Yeah, basic idea is to carve out all THP migration related statistics from
the normal page migration. Not sure if that might cause any issue for user
space as you have mentioned. Does /proc/vmstat indicate some sort of an ABI
whose semantics can not really change ? Some more opinions here from others
would be helpful.

The current situation is definitely bit problematic where PGMIGRATE_SUCCESS
increments (+1) both for normal and successful THP migration. Same situation
for PGMIGRATE_FAILURE as well. Hence, there are two clear choices available.

1. THP and normal page migration stats are separate and mutually exclusive

OR

2. THP migration has specific counters but normal page migration counters
still account for everything in THP migration in terms of normal pages

But IIUC, either way the current PGMIGRATE_SUCCESS or PGMIGRATE_FAIL stats
will change for the user as visible from /proc/vmstat.

>
>>
>> 1. THP_MIGRATION_SUCCESS - THP migration is successful, without split
>> 2. THP_MIGRATION_FAILURE - THP could neither be migrated, nor be split
>
> They make sense to me.>
>> 3. THP_MIGRATION_SPLIT_SUCCESS - THP got split and all sub pages migrated
>> 4. THP_MIGRATION_SPLIT_FAILURE - THP got split but all sub pages could not be migrated
>>
>> THP_MIGRATION_SPLIT_FAILURE could either increment once for a single THP or
>> number of subpages that did not get migrated after split. As you mentioned,
>> this will need some extra code in the core migration. Nonetheless, if these
>> new events look good, will be happy to make required changes.
>
> Maybe THP_MIGRATION_SPLIT would be simpler? My concern is that whether we need such

Also, it will not require a new migration queue tracking the split THP sub pages.

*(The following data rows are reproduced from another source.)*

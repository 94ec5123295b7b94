//! Workout calculators
//!
//! Each workout kind supplies its own distance, speed and calorie formulas on
//! top of the shared defaults in [`WorkoutCalculator`]. The closed set of
//! kinds produced by the dispatcher is the [`Training`] enum.
//!
//! All arithmetic is `f64` and unrounded; rounding is left to the report
//! formatting. Callers guarantee a strictly positive duration.

use crate::config::{RunningCoefficients, SwimmingCoefficients, WalkingCoefficients};
use crate::error::{Result, TrainingError};
use crate::message::Report;
use crate::models::{WorkoutCode, WorkoutRecord};

/// Meters in a kilometer
pub const M_IN_KM: f64 = 1000.0;

/// Minutes in an hour
pub const MIN_IN_H: f64 = 60.0;

/// Capability shared by every workout calculator
pub trait WorkoutCalculator {
    /// Display name used in the report
    fn training_type(&self) -> &str;

    /// Raw inputs of the session
    fn record(&self) -> &WorkoutRecord;

    /// Meters covered by one step or stroke
    fn step_length_m(&self) -> f64;

    /// Distance in kilometers
    fn distance_km(&self) -> f64 {
        f64::from(self.record().action_count) * self.step_length_m() / M_IN_KM
    }

    /// Mean speed in km/h
    fn mean_speed_kmh(&self) -> f64 {
        self.distance_km() / self.record().duration_hours
    }

    /// Calories burned in kcal
    ///
    /// There is no generic formula; a calculator that does not provide one
    /// fails with [`TrainingError::UnimplementedCalories`].
    fn spent_calories(&self) -> Result<f64> {
        Err(TrainingError::UnimplementedCalories {
            training_type: self.training_type().to_string(),
        })
    }

    /// Compute distance, speed and calories, in that order, into a report
    fn build_report(&self) -> Result<Report> {
        let distance = self.distance_km();
        let speed = self.mean_speed_kmh();
        let calories = self.spent_calories()?;

        tracing::debug!(
            training_type = self.training_type(),
            distance,
            speed,
            calories,
            "Built workout report"
        );

        Ok(Report {
            training_type: self.training_type().to_string(),
            duration: self.record().duration_hours,
            distance,
            speed,
            calories,
        })
    }
}

/// Running
#[derive(Debug, Clone, Copy, PartialEq)]
pub struct Running {
    record: WorkoutRecord,
    coefficients: RunningCoefficients,
}

impl Running {
    pub fn new(record: WorkoutRecord) -> Self {
        Self::with_coefficients(record, RunningCoefficients::default())
    }

    pub fn with_coefficients(record: WorkoutRecord, coefficients: RunningCoefficients) -> Self {
        Self {
            record,
            coefficients,
        }
    }
}

impl WorkoutCalculator for Running {
    fn training_type(&self) -> &str {
        WorkoutCode::Run.training_type()
    }

    fn record(&self) -> &WorkoutRecord {
        &self.record
    }

    fn step_length_m(&self) -> f64 {
        self.coefficients.step_length_m
    }

    fn spent_calories(&self) -> Result<f64> {
        let c = &self.coefficients;
        Ok((c.speed_multiplier * self.mean_speed_kmh() + c.speed_shift)
            * self.record.weight_kg
            / M_IN_KM
            * self.record.duration_hours
            * MIN_IN_H)
    }
}

/// Race-walking
#[derive(Debug, Clone, Copy, PartialEq)]
pub struct SportsWalking {
    record: WorkoutRecord,
    height_cm: f64,
    coefficients: WalkingCoefficients,
}

impl SportsWalking {
    pub fn new(record: WorkoutRecord, height_cm: f64) -> Self {
        Self::with_coefficients(record, height_cm, WalkingCoefficients::default())
    }

    pub fn with_coefficients(
        record: WorkoutRecord,
        height_cm: f64,
        coefficients: WalkingCoefficients,
    ) -> Self {
        Self {
            record,
            height_cm,
            coefficients,
        }
    }

    pub fn height_cm(&self) -> f64 {
        self.height_cm
    }
}

impl WorkoutCalculator for SportsWalking {
    fn training_type(&self) -> &str {
        WorkoutCode::Wlk.training_type()
    }

    fn record(&self) -> &WorkoutRecord {
        &self.record
    }

    fn step_length_m(&self) -> f64 {
        self.coefficients.step_length_m
    }

    fn spent_calories(&self) -> Result<f64> {
        let c = &self.coefficients;
        let weight = self.record.weight_kg;
        let speed_ms = self.mean_speed_kmh() * c.kmh_to_ms;
        let height_m = self.height_cm / c.cm_in_m;

        Ok((c.weight_multiplier * weight
            + (speed_ms.powi(2) / height_m) * c.speed_height_multiplier * weight)
            * (self.record.duration_hours * MIN_IN_H))
    }
}

/// Pool swimming
#[derive(Debug, Clone, Copy, PartialEq)]
pub struct Swimming {
    record: WorkoutRecord,
    pool_length_m: f64,
    pool_laps_count: u32,
    coefficients: SwimmingCoefficients,
}

impl Swimming {
    pub fn new(record: WorkoutRecord, pool_length_m: f64, pool_laps_count: u32) -> Self {
        Self::with_coefficients(
            record,
            pool_length_m,
            pool_laps_count,
            SwimmingCoefficients::default(),
        )
    }

    pub fn with_coefficients(
        record: WorkoutRecord,
        pool_length_m: f64,
        pool_laps_count: u32,
        coefficients: SwimmingCoefficients,
    ) -> Self {
        Self {
            record,
            pool_length_m,
            pool_laps_count,
            coefficients,
        }
    }

    pub fn pool_length_m(&self) -> f64 {
        self.pool_length_m
    }

    pub fn pool_laps_count(&self) -> u32 {
        self.pool_laps_count
    }
}

impl WorkoutCalculator for Swimming {
    fn training_type(&self) -> &str {
        WorkoutCode::Swm.training_type()
    }

    fn record(&self) -> &WorkoutRecord {
        &self.record
    }

    fn step_length_m(&self) -> f64 {
        self.coefficients.step_length_m
    }

    // A stroke is not a fixed-length unit, so speed comes from pool geometry.
    fn mean_speed_kmh(&self) -> f64 {
        self.pool_length_m * f64::from(self.pool_laps_count) / M_IN_KM / self.record.duration_hours
    }

    fn spent_calories(&self) -> Result<f64> {
        let c = &self.coefficients;
        Ok((self.mean_speed_kmh() + c.speed_shift)
            * c.weight_multiplier
            * self.record.weight_kg
            * self.record.duration_hours)
    }
}

/// Closed set of workout kinds returned by the dispatcher
#[derive(Debug, Clone, Copy, PartialEq)]
pub enum Training {
    Running(Running),
    SportsWalking(SportsWalking),
    Swimming(Swimming),
}

impl Training {
    /// Workout code this calculator was built for
    pub fn code(&self) -> WorkoutCode {
        match self {
            Training::Running(_) => WorkoutCode::Run,
            Training::SportsWalking(_) => WorkoutCode::Wlk,
            Training::Swimming(_) => WorkoutCode::Swm,
        }
    }

    fn calculator(&self) -> &dyn WorkoutCalculator {
        match self {
            Training::Running(t) => t,
            Training::SportsWalking(t) => t,
            Training::Swimming(t) => t,
        }
    }
}

impl WorkoutCalculator for Training {
    fn training_type(&self) -> &str {
        self.calculator().training_type()
    }

    fn record(&self) -> &WorkoutRecord {
        self.calculator().record()
    }

    fn step_length_m(&self) -> f64 {
        self.calculator().step_length_m()
    }

    fn distance_km(&self) -> f64 {
        self.calculator().distance_km()
    }

    fn mean_speed_kmh(&self) -> f64 {
        self.calculator().mean_speed_kmh()
    }

    fn spent_calories(&self) -> Result<f64> {
        self.calculator().spent_calories()
    }

    fn build_report(&self) -> Result<Report> {
        self.calculator().build_report()
    }
}

impl From<Running> for Training {
    fn from(value: Running) -> Self {
        Training::Running(value)
    }
}

impl From<SportsWalking> for Training {
    fn from(value: SportsWalking) -> Self {
        Training::SportsWalking(value)
    }
}

impl From<Swimming> for Training {
    fn from(value: Swimming) -> Self {
        Training::Swimming(value)
    }
}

> detailed information or not. Maybe trace points would be good enough for 3 and 4.

But without a separate queue for split THP subpages, will it be possible to track
(3) and (4) through trace events ? Just wondering, where are the intercept points.

> But if you think it is useful to you, feel free to implement them.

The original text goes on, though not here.